------ DATA UNDER STUDY ------

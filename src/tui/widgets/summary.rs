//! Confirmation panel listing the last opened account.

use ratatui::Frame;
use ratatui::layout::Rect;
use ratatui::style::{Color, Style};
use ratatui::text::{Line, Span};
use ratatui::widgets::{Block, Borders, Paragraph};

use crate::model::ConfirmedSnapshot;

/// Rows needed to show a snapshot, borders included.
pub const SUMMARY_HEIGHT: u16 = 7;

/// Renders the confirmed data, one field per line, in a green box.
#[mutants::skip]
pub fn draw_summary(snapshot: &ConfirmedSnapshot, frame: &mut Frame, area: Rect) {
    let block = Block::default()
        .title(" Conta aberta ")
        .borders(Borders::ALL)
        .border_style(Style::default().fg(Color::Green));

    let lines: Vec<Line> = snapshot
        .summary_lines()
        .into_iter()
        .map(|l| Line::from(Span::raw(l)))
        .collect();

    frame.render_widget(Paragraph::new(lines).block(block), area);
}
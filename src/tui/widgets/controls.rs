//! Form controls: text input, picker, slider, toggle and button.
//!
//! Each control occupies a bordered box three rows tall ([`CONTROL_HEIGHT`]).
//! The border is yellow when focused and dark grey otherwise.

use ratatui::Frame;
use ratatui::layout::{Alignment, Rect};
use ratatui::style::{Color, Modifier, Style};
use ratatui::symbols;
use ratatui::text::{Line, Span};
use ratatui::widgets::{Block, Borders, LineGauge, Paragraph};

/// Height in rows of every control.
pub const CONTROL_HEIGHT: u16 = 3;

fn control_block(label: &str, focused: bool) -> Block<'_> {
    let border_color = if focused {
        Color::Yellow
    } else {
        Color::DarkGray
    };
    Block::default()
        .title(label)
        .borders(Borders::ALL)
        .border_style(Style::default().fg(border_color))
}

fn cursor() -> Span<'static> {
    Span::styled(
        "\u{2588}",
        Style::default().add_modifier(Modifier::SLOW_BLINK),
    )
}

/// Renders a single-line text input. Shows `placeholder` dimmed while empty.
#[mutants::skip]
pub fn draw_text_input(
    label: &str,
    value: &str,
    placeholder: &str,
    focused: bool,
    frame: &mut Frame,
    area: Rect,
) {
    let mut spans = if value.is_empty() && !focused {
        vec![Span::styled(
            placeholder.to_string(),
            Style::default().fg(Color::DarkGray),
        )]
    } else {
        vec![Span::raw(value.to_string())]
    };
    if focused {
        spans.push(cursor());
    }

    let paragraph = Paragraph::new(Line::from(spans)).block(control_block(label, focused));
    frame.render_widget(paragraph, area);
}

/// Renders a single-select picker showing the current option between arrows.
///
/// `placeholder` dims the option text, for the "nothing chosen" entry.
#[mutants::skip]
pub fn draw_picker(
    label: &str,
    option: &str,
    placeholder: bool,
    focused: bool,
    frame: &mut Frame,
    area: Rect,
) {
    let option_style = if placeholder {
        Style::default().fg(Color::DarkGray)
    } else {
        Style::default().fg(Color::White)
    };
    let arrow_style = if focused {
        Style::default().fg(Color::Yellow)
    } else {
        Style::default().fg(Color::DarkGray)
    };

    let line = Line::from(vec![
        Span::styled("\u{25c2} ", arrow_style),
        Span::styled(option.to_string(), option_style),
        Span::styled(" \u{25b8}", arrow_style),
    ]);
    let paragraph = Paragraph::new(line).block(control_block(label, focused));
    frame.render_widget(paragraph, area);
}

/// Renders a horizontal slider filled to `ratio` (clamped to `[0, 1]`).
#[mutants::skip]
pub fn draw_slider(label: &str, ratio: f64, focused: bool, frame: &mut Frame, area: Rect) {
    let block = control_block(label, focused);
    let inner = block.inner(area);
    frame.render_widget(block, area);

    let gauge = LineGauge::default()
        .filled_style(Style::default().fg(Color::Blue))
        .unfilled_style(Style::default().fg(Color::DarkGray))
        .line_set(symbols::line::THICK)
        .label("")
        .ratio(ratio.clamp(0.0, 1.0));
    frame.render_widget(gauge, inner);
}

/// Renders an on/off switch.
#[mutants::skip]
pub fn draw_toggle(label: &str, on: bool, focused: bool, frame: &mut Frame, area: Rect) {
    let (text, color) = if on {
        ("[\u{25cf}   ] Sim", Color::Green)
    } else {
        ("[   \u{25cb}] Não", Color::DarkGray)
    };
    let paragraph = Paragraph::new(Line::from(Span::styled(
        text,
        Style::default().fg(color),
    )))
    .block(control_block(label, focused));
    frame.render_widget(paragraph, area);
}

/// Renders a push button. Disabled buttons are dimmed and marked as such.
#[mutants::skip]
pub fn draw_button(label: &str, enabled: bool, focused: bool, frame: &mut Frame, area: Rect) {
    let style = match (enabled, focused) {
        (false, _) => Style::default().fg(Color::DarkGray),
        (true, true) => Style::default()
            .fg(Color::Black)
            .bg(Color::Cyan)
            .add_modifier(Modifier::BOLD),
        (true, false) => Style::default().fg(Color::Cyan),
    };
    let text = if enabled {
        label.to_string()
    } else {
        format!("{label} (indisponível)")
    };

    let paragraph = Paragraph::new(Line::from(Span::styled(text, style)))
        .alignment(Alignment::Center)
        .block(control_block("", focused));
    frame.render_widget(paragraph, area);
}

------

(PROBLEM REQUIREMENTS): The required response is a complete, exact copy of the records.

(PROBLEM SOLUTION):
filename src/tui/widgets/summary.rs
//! Confirmation panel listing the last opened account.

use ratatui::Frame;
use ratatui::layout::Rect;
use ratatui::style::{Color, Style};
use ratatui::text::{Line, Span};
use ratatui::widgets::{Block, Borders, Paragraph};

use crate::model::ConfirmedSnapshot;

/// Rows needed to show a snapshot, borders included.
pub const SUMMARY_HEIGHT: u16 = 7;

/// Renders the confirmed data, one field per line, in a green box.
#[mutants::skip]
pub fn draw_summary(snapshot: &ConfirmedSnapshot, frame: &mut Frame, area: Rect) {
    let block = Block::default()
        .title(" Conta aberta ")
        .borders(Borders::ALL)
        .border_style(Style::default().fg(Color::Green));

    let lines: Vec<Line> = snapshot
        .summary_lines()
        .into_iter()
        .map(|l| Line::from(Span::raw(l)))
        .collect();

    frame.render_widget(Paragraph::new(lines).block(block), area);
}
filename src/tui/widgets/controls.rs
//! Form controls: text input, picker, slider, toggle and button.
//!
//! Each control occupies a bordered box three rows tall ([`CONTROL_HEIGHT`]).
//! The border is yellow when focused and dark grey otherwise.

use ratatui::Frame;
use ratatui::layout::{Alignment, Rect};
use ratatui::style::{Color, Modifier, Style};
use ratatui::symbols;
use ratatui::text::{Line, Span};
use ratatui::widgets::{Block, Borders, LineGauge, Paragraph};

/// Height in rows of every control.
pub const CONTROL_HEIGHT: u16 = 3;

fn control_block(label: &str, focused: bool) -> Block<'_> {
    let border_color = if focused {
        Color::Yellow
    } else {
        Color::DarkGray
    };
    Block::default()
        .title(label)
        .borders(Borders::ALL)
        .border_style(Style::default().fg(border_color))
}

fn cursor() -> Span<'static> {
    Span::styled(
        "\u{2588}",
        Style::default().add_modifier(Modifier::SLOW_BLINK),
    )
}

/// Renders a single-line text input. Shows `placeholder` dimmed while empty.
#[mutants::skip]
pub fn draw_text_input(
    label: &str,
    value: &str,
    placeholder: &str,
    focused: bool,
    frame: &mut Frame,
    area: Rect,
) {
    let mut spans = if value.is_empty() && !focused {
        vec![Span::styled(
            placeholder.to_string(),
            Style::default().fg(Color::DarkGray),
        )]
    } else {
        vec![Span::raw(value.to_string())]
    };
    if focused {
        spans.push(cursor());
    }

    let paragraph = Paragraph::new(Line::from(spans)).block(control_block(label, focused));
    frame.render_widget(paragraph, area);
}

/// Renders a single-select picker showing the current option between arrows.
///
/// `placeholder` dims the option text, for the "nothing chosen" entry.
#[mutants::skip]
pub fn draw_picker(
    label: &str,
    option: &str,
    placeholder: bool,
    focused: bool,
    frame: &mut Frame,
    area: Rect,
) {
    let option_style = if placeholder {
        Style::default().fg(Color::DarkGray)
    } else {
        Style::default().fg(Color::White)
    };
    let arrow_style = if focused {
        Style::default().fg(Color::Yellow)
    } else {
        Style::default().fg(Color::DarkGray)
    };

    let line = Line::from(vec![
        Span::styled("\u{25c2} ", arrow_style),
        Span::styled(option.to_string(), option_style),
        Span::styled(" \u{25b8}", arrow_style),
    ]);
    let paragraph = Paragraph::new(line).block(control_block(label, focused));
    frame.render_widget(paragraph, area);
}

/// Renders a horizontal slider filled to `ratio` (clamped to `[0, 1]`).
#[mutants::skip]
pub fn draw_slider(label: &str, ratio: f64, focused: bool, frame: &mut Frame, area: Rect) {
    let block = control_block(label, focused);
    let inner = block.inner(area);
    frame.render_widget(block, area);

    let gauge = LineGauge::default()
        .filled_style(Style::default().fg(Color::Blue))
        .unfilled_style(Style::default().fg(Color::DarkGray))
        .line_set(symbols::line::THICK)
        .label("")
        .ratio(ratio.clamp(0.0, 1.0));
    frame.render_widget(gauge, inner);
}

/// Renders an on/off switch.
#[mutants::skip]
pub fn draw_toggle(label: &str, on: bool, focused: bool, frame: &mut Frame, area: Rect) {
    let (text, color) = if on {
        ("[\u{25cf}   ] Sim", Color::Green)
    } else {
        ("[   \u{25cb}] Não", Color::DarkGray)
    };
    let paragraph = Paragraph::new(Line::from(Span::styled(
        text,
        Style::default().fg(color),
    )))
    .block(control_block(label, focused));
    frame.render_widget(paragraph, area);
}

/// Renders a push button. Disabled buttons are dimmed and marked as such.
#[mutants::skip]
pub fn draw_button(label: &str, enabled: bool, focused: bool, frame: &mut Frame, area: Rect) {
    let style = match (enabled, focused) {
        (false, _) => Style::default().fg(Color::DarkGray),
        (true, true) => Style::default()
            .fg(Color::Black)
            .bg(Color::Cyan)
            .add_modifier(Modifier::BOLD),
        (true, false) => Style::default().fg(Color::Cyan),
    };
    let text = if enabled {
        label.to_string()
    } else {
        format!("{label} (indisponível)")
    };

    let paragraph = Paragraph::new(Line::from(Span::styled(text, style)))
        .alignment(Alignment::Center)
        .block(control_block("", focused));
    frame.render_widget(paragraph, area);
}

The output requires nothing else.